[Problem to work on]: Quote the entries below from the line with "debug!(dataset = %profile.dataset, records" through the line with "for (field, s)", both ends included, and only those lines.

(Stored items from a collection)
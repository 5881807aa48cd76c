//! Cross-dataset report: outliers, active months, correlation, flagged
//! records, and the at-risk project scenario.

use indexmap::IndexMap;
use serde::{Deserialize, Serialize};
use serde_json::Value;
use tracing::debug;

use crate::engine::{
    format_percent, is_flagged, mean, most_common, pearson, value_counts, Correlation,
    NumericSummary, OutlierDetector,
};
use crate::record::{FieldSchema, FieldType, Record};

/// Which fields of a dataset the report looks at.
#[derive(Debug, Clone, PartialEq, Serialize, Deserialize)]
pub struct DatasetProfile {
    pub dataset: String,
    pub numeric_fields: Vec<String>,
    pub month_field: String,
}

impl DatasetProfile {
    pub fn new(dataset: &str, numeric_fields: &[&str], month_field: &str) -> Self {
        Self {
            dataset: dataset.to_string(),
            numeric_fields: numeric_fields.iter().map(|f| f.to_string()).collect(),
            month_field: month_field.to_string(),
        }
    }

    /// Profiles of the standard internal datasets.
    pub fn standard() -> Vec<Self> {
        vec![
            Self::new("crm_data", &["project_value", "billable_hours", "satisfaction"], "project_month"),
            Self::new("erp_data", &["cost", "duration_months"], "project_month"),
            Self::new(
                "financial_data",
                &["revenue", "expenses", "billable_hours", "profit"],
                "month",
            ),
            Self::new(
                "hr_data",
                &["age", "years_at_company", "billable_hours", "performance_score"],
                "hire_month",
            ),
            Self::new(
                "project_data",
                &["revenue", "profit", "profit_margin", "duration_months", "team_size"],
                "sales_month",
            ),
            Self::new("call_for_tenders", &["estimated_value"], "tender_month"),
        ]
    }
}

/// Declared field types of a standard dataset file, keyed by file stem.
///
/// Returns `None` for files without a declared schema.
pub fn standard_schema(file_stem: &str) -> Option<FieldSchema> {
    use FieldType::{Boolean, Float, Integer};

    let fields: &[(&str, FieldType)] = match file_stem {
        "crm_data" => &[
            ("project_value", Float),
            ("billable_hours", Integer),
            ("satisfaction", Integer),
            ("churned", Boolean),
            ("project_month", Integer),
        ],
        "erp_data" => &[
            ("cost", Float),
            ("duration_months", Integer),
            ("project_month", Integer),
        ],
        "financial_data" => &[
            ("revenue", Float),
            ("expenses", Float),
            ("billable_hours", Integer),
            ("project_margin", Float),
            ("profit", Float),
            ("month", Integer),
        ],
        "hr_data" => &[
            ("age", Integer),
            ("years_at_company", Integer),
            ("billable_hours", Integer),
            ("performance_score", Integer),
            ("left_company", Boolean),
            ("hire_month", Integer),
        ],
        "project_data" => &[
            ("revenue", Float),
            ("profit", Float),
            ("profit_margin", Float),
            ("duration_months", Integer),
            ("sales_month", Integer),
            ("team_size", Integer),
        ],
        "call_for_tenders" => &[("estimated_value", Float), ("tender_month", Integer)],
        "tender_responses" => &[("bid_amount", Float)],
        _ => return None,
    };

    Some(
        fields
            .iter()
            .fold(FieldSchema::new(), |schema, (name, ty)| schema.field(*name, *ty)),
    )
}

/// Per-dataset findings.
#[derive(Debug, Clone, PartialEq, Serialize, Deserialize)]
pub struct DatasetReport {
    pub dataset: String,
    pub record_count: usize,
    /// Count, spread and range of each numeric field that has values.
    pub summaries: IndexMap<String, NumericSummary>,
    /// Outlier count per field, only for fields with at least one.
    pub outliers: IndexMap<String, usize>,
    /// Fields with too few observations to evaluate.
    pub skipped_fields: Vec<String>,
    pub month_field: String,
    /// Three most active months.
    pub top_months: Vec<(String, usize)>,
    /// Correlation of the first two numeric fields.
    pub correlation: Option<Correlation>,
    /// Records already carrying a flag tag.
    pub flagged_records: usize,
}

impl DatasetReport {
    pub fn build(profile: &DatasetProfile, records: &[Record], detector: &OutlierDetector) -> Self {
        let report = detector.detect(records, profile.numeric_fields.as_slice());
        let outliers = report
            .by_field
            .iter()
            .map(|(field, flags)| (field.clone(), flags.len()))
            .collect();

        let summaries = profile
            .numeric_fields
            .iter()
            .filter_map(|field| {
                let values: Vec<f64> = records.iter().filter_map(|r| r.number(field)).collect();
                Some((field.clone(), NumericSummary::from_values(&values)?))
            })
            .collect();

        let months = value_counts(records.iter(), &profile.month_field);
        let correlation = match profile.numeric_fields.as_slice() {
            [a, b, ..] => Some(pearson(records, a, b)),
            _ => None,
        };

        debug!(dataset = %profile.dataset, records = records.len(), "built dataset report");

        Self {
            dataset: profile.dataset.clone(),
            record_count: records.len(),
            summaries,
            outliers,
            skipped_fields: report.skipped,
            month_field: profile.month_field.clone(),
            top_months: most_common(&months, 3),
            correlation,
            flagged_records: records.iter().filter(|r| is_flagged(r)).count(),
        }
    }

    pub fn lines(&self) -> Vec<String> {
        let mut lines = vec![format!("Loaded {} records.", self.record_count)];
        for (field, s) in &self.summaries {
            lines.push(format!(
                "{}: mean {:.2}, median {:.2}, range {} to {}",
                field, s.mean, s.median, s.min, s.max
            ));
        }
        for (field, count) in &self.outliers {
            lines.push(format!("Outliers in {}: {} records flagged.", field, count));
        }
        if !self.top_months.is_empty() {
            let months: Vec<String> = self
                .top_months
                .iter()
                .map(|(m, n)| format!("{} ({})", m, n))
                .collect();
            lines.push(format!("Most active months ({}): {}", self.month_field, months.join(", ")));
        }
        if let Some(Correlation {
            field_a,
            field_b,
            coefficient: Some(r),
            ..
        }) = &self.correlation
        {
            lines.push(format!("Correlation between {} and {}: {:.2}", field_a, field_b, r));
        }
        if self.flagged_records > 0 {
            lines.push(format!(
                "{} records flagged as suspicious/anomalous.",
                self.flagged_records
            ));
        }
        lines
    }
}

/// Projects matching the at-risk configuration and how they compare.
#[derive(Debug, Clone, PartialEq, Serialize, Deserialize)]
pub struct AtRiskReport {
    pub at_risk: usize,
    /// Identifiers of the first few at-risk projects.
    pub sample_ids: Vec<String>,
    pub avg_margin: f64,
    pub avg_risk_margin: f64,
    /// Relative margin shortfall; 0 when the baseline margin is 0.
    pub margin_drop: f64,
    pub delay_rate: f64,
    pub risk_delay_rate: f64,
    pub avg_complaints: f64,
    pub avg_risk_complaints: f64,
}

const SAMPLE_IDS: usize = 5;
const SHORT_DURATION_MONTHS: f64 = 1.5;
const JUNIOR_YEARS: f64 = 2.0;

/// Flag projects staffed with a junior consultant, spread over several
/// sites and planned for under six weeks.
///
/// Returns `None` when no project matches.
pub fn detect_at_risk(projects: &[Record]) -> Option<AtRiskReport> {
    let at_risk: Vec<&Record> = projects.iter().filter(|p| is_at_risk(p)).collect();
    if at_risk.is_empty() {
        return None;
    }

    let all: Vec<&Record> = projects.iter().collect();
    let margin = |set: &[&Record]| {
        let values: Vec<f64> = set.iter().filter_map(|p| p.number("profit_margin")).collect();
        mean(&values).unwrap_or(0.0)
    };
    let delay = |set: &[&Record]| {
        let flags: Vec<f64> = set
            .iter()
            .map(|p| {
                let delayed = p.text("status").is_some_and(|s| s.eq_ignore_ascii_case("delayed"));
                if delayed { 1.0 } else { 0.0 }
            })
            .collect();
        mean(&flags).unwrap_or(0.0)
    };
    let complaints = |set: &[&Record]| {
        let counts: Vec<f64> = set
            .iter()
            .map(|p| p.number("client_complaints").unwrap_or(0.0))
            .collect();
        mean(&counts).unwrap_or(0.0)
    };

    let avg_margin = margin(&all);
    let avg_risk_margin = margin(&at_risk);
    let margin_drop = if avg_margin != 0.0 {
        (avg_margin - avg_risk_margin) / avg_margin
    } else {
        0.0
    };

    Some(AtRiskReport {
        at_risk: at_risk.len(),
        sample_ids: at_risk
            .iter()
            .take(SAMPLE_IDS)
            .map(|p| p.key_text("project_id"))
            .collect(),
        avg_margin,
        avg_risk_margin,
        margin_drop,
        delay_rate: delay(&all),
        risk_delay_rate: delay(&at_risk),
        avg_complaints: complaints(&all),
        avg_risk_complaints: complaints(&at_risk),
    })
}

impl AtRiskReport {
    pub fn lines(&self) -> Vec<String> {
        let mut lines = vec![
            format!("At-risk projects: {}", self.at_risk),
            format!(
                "Average margin {:.2} vs {:.2} ({}% lower)",
                self.avg_risk_margin,
                self.avg_margin,
                format_percent(self.margin_drop.max(0.0))
            ),
            format!(
                "Delay rate {}% vs {}%",
                format_percent(self.risk_delay_rate),
                format_percent(self.delay_rate)
            ),
            format!(
                "Average client complaints {:.2} vs {:.2}",
                self.avg_risk_complaints, self.avg_complaints
            ),
        ];
        if !self.sample_ids.is_empty() {
            lines.push(format!("Projects: {}", self.sample_ids.join(", ")));
        }
        lines
    }
}

fn is_at_risk(project: &Record) -> bool {
    let junior = project.list("team_roles").is_some_and(|members| {
        members.iter().any(|m| match m {
            Value::Object(member) => member
                .get("years_experience")
                .and_then(Value::as_f64)
                .is_some_and(|y| y < JUNIOR_YEARS),
            _ => false,
        })
    });

    let multi_site = match project.get("locations") {
        Some(Value::Array(sites)) => sites.len() > 1,
        Some(Value::Number(n)) => n.as_f64().is_some_and(|n| n > 1.0),
        _ => false,
    };

    let short = project
        .number("duration_months")
        .is_some_and(|d| d < SHORT_DURATION_MONTHS);

    junior && multi_site && short
}

#[cfg(test)]
mod tests {
    use super::*;
    use serde_json::json;

    fn records(values: Vec<Value>) -> Vec<Record> {
        values.into_iter().filter_map(Record::from_value).collect()
    }

    #[test]
    fn test_at_risk_scenario() {
        let projects = records(vec![
            json!({
                "project_id": "P1",
                "team_roles": [{"role": "Consultant", "years_experience": 1}],
                "locations": ["Paris", "Lyon"],
                "duration_months": 1,
                "profit_margin": 0.1,
                "status": "Delayed",
                "client_complaints": 3
            }),
            json!({
                "project_id": "P2",
                "team_roles": [{"role": "Manager", "years_experience": 8}],
                "locations": 3,
                "duration_months": 1,
                "profit_margin": 0.3,
                "status": "On time",
                "client_complaints": 1
            }),
            json!({
                "project_id": "P3",
                "team_roles": ["Consultant"],
                "locations": 1,
                "duration_months": 6,
                "profit_margin": 0.2,
                "status": "Completed"
            }),
        ]);

        let report = detect_at_risk(&projects).unwrap();
        assert_eq!(report.at_risk, 1);
        assert_eq!(report.sample_ids, vec!["P1"]);
        assert!((report.avg_margin - 0.2).abs() < 1e-9);
        assert!((report.margin_drop - 0.5).abs() < 1e-9);
        assert_eq!(report.risk_delay_rate, 1.0);
        assert!((report.delay_rate - 1.0 / 3.0).abs() < 1e-9);
        assert!((report.avg_complaints - 4.0 / 3.0).abs() < 1e-9);
    }

    #[test]
    fn test_standard_schema_table() {
        let hr = standard_schema("hr_data").unwrap();
        assert_eq!(hr.get("left_company"), Some(FieldType::Boolean));
        assert_eq!(hr.get("years_at_company"), Some(FieldType::Integer));
        assert_eq!(standard_schema("tender_responses").unwrap().get("bid_amount"), Some(FieldType::Float));
        assert!(standard_schema("unknown_data").is_none());

        for profile in DatasetProfile::standard() {
            assert!(standard_schema(&profile.dataset).is_some(), "{}", profile.dataset);
        }
    }

    #[test]
    fn test_no_at_risk_projects() {
        let projects = records(vec![json!({"team_roles": ["Consultant"], "duration_months": 1})]);
        assert!(detect_at_risk(&projects).is_none());
    }

    #[test]
    fn test_dataset_report() {
        let mut values: Vec<Value> = (0..20)
            .map(|i| json!({"cost": 100 + i, "duration_months": 2 * i, "project_month": i % 3}))
            .collect();
        values.push(json!({"cost": 100000, "duration_months": 40, "project_month": 1, "_flagged": ["manual"]}));
        let records = records(values);

        let profile = DatasetProfile::new("erp_data", &["cost", "duration_months"], "project_month");
        let report = DatasetReport::build(&profile, &records, &OutlierDetector::new());

        assert_eq!(report.record_count, 21);
        let cost = &report.summaries["cost"];
        assert_eq!(cost.count, 21);
        assert_eq!(cost.min, 100.0);
        assert_eq!(cost.max, 100000.0);
        assert_eq!(cost.median, 110.0);
        assert_eq!(report.outliers.get("cost"), Some(&1));
        assert_eq!(report.top_months[0], ("1".to_string(), 8));
        assert!(report.correlation.as_ref().unwrap().is_determined());
        assert_eq!(report.flagged_records, 1);
    }
}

[Response]:
        debug!(dataset = %profile.dataset, records = records.len(), "built dataset report");

        Self {
            dataset: profile.dataset.clone(),
            record_count: records.len(),
            summaries,
            outliers,
            skipped_fields: report.skipped,
            month_field: profile.month_field.clone(),
            top_months: most_common(&months, 3),
            correlation,
            flagged_records: records.iter().filter(|r| is_flagged(r)).count(),
        }
    }

    pub fn lines(&self) -> Vec<String> {
        let mut lines = vec![format!("Loaded {} records.", self.record_count)];
        for (field, s) in &self.summaries {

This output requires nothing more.